2) Recognition of Indirect Control
In addition to reserved control, the NLRB’s final rule takes into account control exercised through an intermediary or controlled third parties, a concept drawn from Section 2(2) of the NLRA. The NLRB explained that the inclusion of indirect control as a means for establishing joint employment is intended to prevent entities from evading joint-employer status by using intermediaries to make decisions about the essential terms and conditions of employment.
3) Defined Essential Terms & Conditions of Employment
The final rule broadly defines essential terms and conditions of employment to include wages, benefits, hours of work, scheduling, job assignments, supervision, work rules, tenure, and working conditions related to safety and health. Joint-employer status is only found under the final rule when an entity employs workers and has the authority to control at least one of these terms or conditions, regardless of whether they exercise that control directly or indirectly.
4) Collective Bargaining Obligations
Once an entity is deemed a joint employer due to its control over the essential terms and conditions of employment, the NLRB takes the position that it must engage in collective bargaining regarding these specific terms. Note, however, that the final rule clarifies that a joint employer is only obligated to bargain over subjects it has the authority to control, not those beyond its purview.
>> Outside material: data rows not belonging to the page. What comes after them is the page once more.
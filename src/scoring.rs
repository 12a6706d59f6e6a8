//! Candidate scoring
//!
//! Two computations over one search response:
//!
//! - **Selection** ranks every candidate to pick the best one. Ties keep the
//!   first candidate, so the provider's own ranking breaks them.
//! - **Confidence** (0-100) is computed for the chosen candidate only and is
//!   compared against the adaptive threshold.
//!
//! Both are built from ordered tiers evaluated highest first:
//!
//! ```text
//!   acronym tiers        selection   confidence
//!   ─────────────        ─────────   ──────────
//!   Exact                1000        85
//!   Prefix                500        70
//!   Substring             200        50
//!   Shared(r)           r*100        min(r*40, 39)
//!
//!   text tiers
//!   ──────────
//!   Exact                1000        95
//!   Contains             1000        80
//!   Overlap(r)          r*500        r*60
//! ```
//!
//! Roman queries compare phonetically folded transliterations; Gurmukhi and
//! Devanagari queries compare matra-stripped Gurmukhi.

use gurbani_types::{SearchMode, VerseCandidate};

use crate::config::ScoringConfig;
use crate::normalize::{acronym_of_clean, clean, phonetic_fold, Query};

/// Acronyms shorter than this never contribute to confidence
pub const MIN_TRUSTED_ACRONYM: usize = 3;

/// Query words shorter than this are ignored for word overlap
const MIN_OVERLAP_WORD_CHARS: usize = 2;

// ============================================================================
// TIERS
// ============================================================================

/// How a candidate line's acronym relates to the query acronym
#[derive(Debug, Clone, Copy, PartialEq)]
pub enum AcronymTier {
    Exact,
    Prefix,
    Substring,
    /// Share of query-acronym letters that occur anywhere in the line acronym
    Shared(f64),
}

impl AcronymTier {
    pub fn classify(query_acronym: &str, line_acronym: &str) -> Self {
        if query_acronym.is_empty() {
            return AcronymTier::Shared(0.0);
        }
        if line_acronym == query_acronym {
            return AcronymTier::Exact;
        }
        if line_acronym.starts_with(query_acronym) {
            return AcronymTier::Prefix;
        }
        if line_acronym.contains(query_acronym) {
            return AcronymTier::Substring;
        }
        let total = query_acronym.chars().count();
        let shared = query_acronym
            .chars()
            .filter(|c| line_acronym.contains(*c))
            .count();
        AcronymTier::Shared(shared as f64 / total as f64)
    }

    pub fn selection_score(self) -> f64 {
        match self {
            AcronymTier::Exact => 1000.0,
            AcronymTier::Prefix => 500.0,
            AcronymTier::Substring => 200.0,
            AcronymTier::Shared(ratio) => ratio * 100.0,
        }
    }

    pub fn confidence(self) -> f64 {
        match self {
            AcronymTier::Exact => 85.0,
            AcronymTier::Prefix => 70.0,
            AcronymTier::Substring => 50.0,
            AcronymTier::Shared(ratio) => (ratio * 40.0).min(39.0),
        }
    }
}

/// How a candidate line's text relates to the full query text
#[derive(Debug, Clone, Copy, PartialEq)]
pub enum TextTier {
    Exact,
    Contains,
    /// Share of query words found inside the line
    Overlap(f64),
}

impl TextTier {
    pub fn selection_score(self) -> f64 {
        match self {
            TextTier::Exact | TextTier::Contains => 1000.0,
            TextTier::Overlap(ratio) => ratio * 500.0,
        }
    }

    pub fn confidence(self) -> f64 {
        match self {
            TextTier::Exact => 95.0,
            TextTier::Contains => 80.0,
            TextTier::Overlap(ratio) => ratio * 60.0,
        }
    }
}

// ============================================================================
// SCORER
// ============================================================================

/// Comparable forms of one candidate line
struct LineForms {
    /// Folded transliteration (Roman) or cleaned Gurmukhi
    text: String,
    /// Cleaned text before folding
    cleaned: String,
    acronym: String,
}

/// Query-side forms computed once per query
#[derive(Debug, Clone)]
pub struct Scorer {
    gurmukhi: bool,
    normalized: String,
    /// Folded (Roman) or cleaned (Gurmukhi) whole query
    text: String,
    /// Comparable forms of words long enough to count for overlap
    words: Vec<String>,
    acronym: String,
}

impl Scorer {
    pub fn new(query: &Query) -> Self {
        let gurmukhi = query.script().compares_gurmukhi();
        let normalized = query.normalized().to_string();
        // folding reads the unclean text so long vowels still fold
        let source = if gurmukhi {
            normalized.as_str()
        } else {
            query.search_text()
        };
        let text = if gurmukhi {
            normalized.clone()
        } else {
            phonetic_fold(source)
        };
        let words = source
            .split_whitespace()
            .filter(|w| w.chars().count() >= MIN_OVERLAP_WORD_CHARS)
            .map(|w| if gurmukhi { w.to_string() } else { phonetic_fold(w) })
            .filter(|w| !w.is_empty())
            .collect();

        Self {
            gurmukhi,
            normalized,
            text,
            words,
            acronym: query.acronym().to_string(),
        }
    }

    fn line_forms(&self, candidate: &VerseCandidate) -> LineForms {
        let source = if self.gurmukhi {
            &candidate.gurmukhi
        } else {
            &candidate.transliteration
        };
        let cleaned = clean(source);
        let text = if self.gurmukhi {
            cleaned.clone()
        } else {
            phonetic_fold(source)
        };
        LineForms {
            acronym: line_acronym(&cleaned),
            text,
            cleaned,
        }
    }

    fn acronym_tier(&self, line: &LineForms) -> AcronymTier {
        AcronymTier::classify(&self.acronym, &line.acronym)
    }

    fn text_tier(&self, line: &LineForms) -> TextTier {
        if !self.text.is_empty() && line.text == self.text {
            return TextTier::Exact;
        }
        if self.contains(line) {
            return TextTier::Contains;
        }
        if self.words.is_empty() {
            return TextTier::Overlap(0.0);
        }
        let found = self
            .words
            .iter()
            .filter(|w| line.text.contains(w.as_str()))
            .count();
        TextTier::Overlap(found as f64 / self.words.len() as f64)
    }

    fn contains(&self, line: &LineForms) -> bool {
        if self.text.is_empty() || line.text.is_empty() {
            return false;
        }
        if line.text.contains(&self.text) {
            return true;
        }
        if self.gurmukhi {
            // a transcript that runs past the line still names it
            return self.text.contains(&line.text);
        }
        // folding can merge letters across word edges; the cleaned text
        // still holds the literal query
        line.cleaned.contains(&self.normalized)
    }

    /// Selection score of one candidate under a search mode
    pub fn selection_score(&self, candidate: &VerseCandidate, mode: SearchMode) -> f64 {
        let line = self.line_forms(candidate);
        if mode.is_acronym() {
            self.acronym_tier(&line).selection_score()
        } else {
            self.text_tier(&line).selection_score()
        }
    }

    /// Index of the best candidate; the first one wins ties
    pub fn select_best(&self, candidates: &[VerseCandidate], mode: SearchMode) -> Option<usize> {
        let mut best: Option<(usize, f64)> = None;
        for (index, candidate) in candidates.iter().enumerate() {
            let score = self.selection_score(candidate, mode);
            if best.map_or(true, |(_, top)| score > top) {
                best = Some((index, score));
            }
        }
        best.map(|(index, _)| index)
    }

    /// Confidence (0-100) for a chosen candidate.
    ///
    /// The acronym tier applies only when the query acronym is long enough
    /// to trust; the text tier only for full-text modes. The result is the
    /// larger of the tiers that apply.
    pub fn confidence(&self, candidate: &VerseCandidate, mode: SearchMode) -> u8 {
        let line = self.line_forms(candidate);
        let mut score: f64 = 0.0;
        if self.acronym.chars().count() >= MIN_TRUSTED_ACRONYM {
            score = score.max(self.acronym_tier(&line).confidence());
        }
        if !mode.is_acronym() {
            score = score.max(self.text_tier(&line).confidence());
        }
        score.round().clamp(0.0, 100.0) as u8
    }
}

/// First letters of a cleaned line, skipping verse-number tokens
fn line_acronym(cleaned: &str) -> String {
    let words: String = cleaned
        .split_whitespace()
        .filter(|w| !w.chars().all(|c| c.is_numeric()))
        .collect::<Vec<_>>()
        .join(" ");
    acronym_of_clean(&words)
}

/// Confidence a result must reach; longer utterances get a lower bar
pub fn threshold(config: &ScoringConfig, normalized_len: usize) -> u8 {
    if normalized_len > config.long_query_chars {
        config.long_query_threshold
    } else {
        config.short_query_threshold
    }
}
5) Challenges to the Final Rule Likely Ahead
The NLRB’s new rule is likely to face litigation (as prior rules have) and challenges from Congress. On October 26, Senators Bill Cassidy (R-La.) and Joe Manchin (D-W.Va.) announced that they will introduce a Congressional Review Act (“CRA”) resolution to overturn the new rule in light of their concern about its implications for small businesses and the American franchise model. If successful, the CRA would not only nullify the new rule but also prohibit the NLRB from publishing a rule that is “substantially the same.”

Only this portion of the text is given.